Sakila Film Streaming: Tranforming Streaming Data for Analytics

A project demonstrating how to ingest and combine static and streaming data, and optimise it for analytics.

About the Dataset

This project uses the Sakila sample database, initially developed by Mike Hillyer in 2005. The dataset was intended to simulate a bricks-and-mortar DVD rental store. The entity relationship diagram can be seen here, and the databases can be downloaded from https://downloads.mysql.com/docs/sakila-db.zip.

In our project scenario, the company has pivoted to partnering with various streaming platforms to make their movies available for streaming in order to stay competitive. The company receives information about which movies are being streamed from their distribution partners in real time.
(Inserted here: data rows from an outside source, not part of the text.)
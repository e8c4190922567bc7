//! Subscription manager for relay clients
//!
//! Reference-counts every `(channel, symbol)` key across client sessions and
//! keeps the upstream subscription set equal to the union of what the
//! clients asked for. Upstream changes are sent while the state lock is
//! held, so the connector sees them in the same order they were decided.

use std::collections::{BTreeSet, HashMap, HashSet};
use std::sync::Arc;

use parking_lot::Mutex;
use relay_core::{group_keys, ChannelSpec, ClientId, RelayError, RelayResult, SubscriptionKey};
use tracing::{debug, info, warn};

use crate::upstream::Upstream;

#[derive(Debug, Default)]
struct SubscriptionState {
    /// Map of subscription key -> subscribed clients (its size is the ref count)
    subscriptions: HashMap<SubscriptionKey, HashSet<ClientId>>,
    /// Map of client ID -> subscription keys
    client_subscriptions: HashMap<ClientId, BTreeSet<SubscriptionKey>>,
}

impl SubscriptionState {
    /// Drop one reference to `key`. Returns true when nobody needs it anymore.
    fn release(&mut self, key: &SubscriptionKey, client_id: ClientId) -> bool {
        let Some(clients) = self.subscriptions.get_mut(key) else {
            return false;
        };
        clients.remove(&client_id);
        if clients.is_empty() {
            self.subscriptions.remove(key);
            true
        } else {
            false
        }
    }
}

/// Manages client subscriptions and the upstream set derived from them
pub struct SubscriptionManager {
    state: Mutex<SubscriptionState>,
    upstream: Arc<dyn Upstream>,
}

impl SubscriptionManager {
    pub fn new(upstream: Arc<dyn Upstream>) -> Self {
        Self {
            state: Mutex::new(SubscriptionState::default()),
            upstream,
        }
    }

    /// Register a client with an empty interest set
    pub fn add_client(&self, client_id: ClientId) {
        self.state
            .lock()
            .client_subscriptions
            .entry(client_id)
            .or_default();
    }

    /// Add channels to a client's interest set.
    ///
    /// Keys nobody was subscribed to yet are subscribed upstream. Nothing is
    /// recorded unless that upstream call succeeds. Returns the client's
    /// resulting interest set.
    pub fn subscribe(
        &self,
        client_id: ClientId,
        channels: &[ChannelSpec],
    ) -> RelayResult<Vec<ChannelSpec>> {
        let mut state = self.state.lock();

        let client_keys = state
            .client_subscriptions
            .get(&client_id)
            .ok_or_else(|| RelayError::unknown_client(client_id.to_string()))?;

        let new_keys: BTreeSet<SubscriptionKey> = channels
            .iter()
            .flat_map(ChannelSpec::keys)
            .filter(|key| !client_keys.contains(key))
            .collect();

        // 0 -> 1 transitions
        let added: Vec<&SubscriptionKey> = new_keys
            .iter()
            .filter(|key| !state.subscriptions.contains_key(*key))
            .collect();

        if !added.is_empty() {
            let channels = group_keys(added.iter().copied());
            info!("[Relay] Upstream subscribe: {:?}", channels);
            self.upstream.subscribe(channels)?;
        }

        let SubscriptionState {
            subscriptions,
            client_subscriptions,
        } = &mut *state;
        let client_keys = client_subscriptions.entry(client_id).or_default();
        for key in new_keys {
            debug!("Client {} subscribed to {}", client_id, key);
            subscriptions.entry(key.clone()).or_default().insert(client_id);
            client_keys.insert(key);
        }

        Ok(group_keys(client_keys.iter()))
    }

    /// Remove channels from a client's interest set.
    ///
    /// Keys whose last subscriber left are unsubscribed upstream. Nothing is
    /// released unless that upstream call succeeds. Returns the client's
    /// resulting interest set.
    pub fn unsubscribe(
        &self,
        client_id: ClientId,
        channels: &[ChannelSpec],
    ) -> RelayResult<Vec<ChannelSpec>> {
        let mut state = self.state.lock();

        let client_keys = state
            .client_subscriptions
            .get(&client_id)
            .ok_or_else(|| RelayError::unknown_client(client_id.to_string()))?;

        let dropped: BTreeSet<SubscriptionKey> = channels
            .iter()
            .flat_map(ChannelSpec::keys)
            .filter(|key| client_keys.contains(key))
            .collect();

        // 1 -> 0 transitions: this client is the only subscriber left
        let removed: Vec<&SubscriptionKey> = dropped
            .iter()
            .filter(|key| {
                state
                    .subscriptions
                    .get(*key)
                    .is_some_and(|clients| clients.len() == 1)
            })
            .collect();

        if !removed.is_empty() {
            let channels = group_keys(removed.iter().copied());
            info!("[Relay] Upstream unsubscribe: {:?}", channels);
            self.upstream.unsubscribe(channels)?;
        }

        for key in &dropped {
            debug!("Client {} unsubscribed from {}", client_id, key);
            state.release(key, client_id);
        }

        let client_keys = state.client_subscriptions.entry(client_id).or_default();
        for key in &dropped {
            client_keys.remove(key);
        }

        Ok(group_keys(client_keys.iter()))
    }

    /// Remove all subscriptions for a client (on disconnect).
    ///
    /// Returns false if the client was not registered.
    pub fn remove_client(&self, client_id: ClientId) -> bool {
        let mut state = self.state.lock();

        let Some(keys) = state.client_subscriptions.remove(&client_id) else {
            return false;
        };

        let removed: Vec<SubscriptionKey> = keys
            .into_iter()
            .filter(|key| state.release(key, client_id))
            .collect();

        if !removed.is_empty() {
            let channels = group_keys(&removed);
            info!("[Relay] Upstream unsubscribe after {} left: {:?}", client_id, channels);
            if let Err(e) = self.upstream.unsubscribe(channels) {
                warn!("[Relay] Failed to release upstream channels: {}", e);
            }
        }

        info!("Client {} disconnected, removed all subscriptions", client_id);
        true
    }

    /// Clients that should receive a frame for `channel`/`symbol`.
    ///
    /// A symbol matches its own key and the channel's all-symbols key. A frame
    /// without a symbol goes to every subscriber of the channel.
    pub fn recipients(&self, channel: &str, symbol: Option<&str>) -> Vec<ClientId> {
        let state = self.state.lock();

        let recipients: HashSet<ClientId> = match symbol {
            Some(symbol) => [
                SubscriptionKey::new(channel, symbol),
                SubscriptionKey::all_symbols(channel),
            ]
            .iter()
            .filter_map(|key| state.subscriptions.get(key))
            .flatten()
            .copied()
            .collect(),
            None => state
                .subscriptions
                .iter()
                .filter(|(key, _)| key.channel == channel.trim())
                .flat_map(|(_, clients)| clients.iter().copied())
                .collect(),
        };

        recipients.into_iter().collect()
    }

    /// A client's current interest set, or `None` if unknown
    pub fn client_channels(&self, client_id: ClientId) -> Option<Vec<ChannelSpec>> {
        self.state
            .lock()
            .client_subscriptions
            .get(&client_id)
            .map(|keys| group_keys(keys.iter()))
    }

    pub fn is_subscribed(&self, client_id: ClientId, key: &SubscriptionKey) -> bool {
        self.state
            .lock()
            .client_subscriptions
            .get(&client_id)
            .map(|keys| keys.contains(key))
            .unwrap_or(false)
    }

    /// Get the number of subscribers for a subscription
    pub fn subscriber_count(&self, key: &SubscriptionKey) -> usize {
        self.state
            .lock()
            .subscriptions
            .get(key)
            .map(|clients| clients.len())
            .unwrap_or(0)
    }

    /// The keys that should be subscribed upstream right now
    pub fn upstream_keys(&self) -> BTreeSet<SubscriptionKey> {
        self.state.lock().subscriptions.keys().cloned().collect()
    }

    pub fn upstream_channels(&self) -> Vec<ChannelSpec> {
        group_keys(self.upstream_keys().iter())
    }

    /// Get total number of active subscription keys
    pub fn total_subscriptions(&self) -> usize {
        self.state.lock().subscriptions.len()
    }

    /// Get total number of registered clients
    pub fn total_clients(&self) -> usize {
        self.state.lock().client_subscriptions.len()
    }
}

impl std::fmt::Debug for SubscriptionManager {
    fn fmt(&self, f: &mut std::fmt::Formatter<'_>) -> std::fmt::Result {
        f.debug_struct("SubscriptionManager")
            .field("total_subscriptions", &self.total_subscriptions())
            .field("total_clients", &self.total_clients())
            .finish()
    }
}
They company's analytics team would like to be able to answer questions about the popularity of titles, in particular broken down by genre and geography.

Project Architecture

The project is orchestrated on Amazon Web Services:

Component	Purpose
Data Lake	consisting of S3 buckets for landing, clean and curated zones
RDS MySQL DB Instance	loaded with the Sakila SQL schema and data
DMS Replication Instance	for migrating the SQL tables to the data lake
Kinesis Data Generator	to create simulated streaming (viewing) events
Amazon Kinesis Data Firehose	to ingest the streaming data and write it to the data lake
Lambda Function	for converting tables from CSV to Parquet format
Apache Glue	for normalizing the film data and enriching streaming events with film data
Amazon Athena	for querying the data catalog

Below, we explain in further detail how each component was set up, and link to relevant code and configuration where appropriate.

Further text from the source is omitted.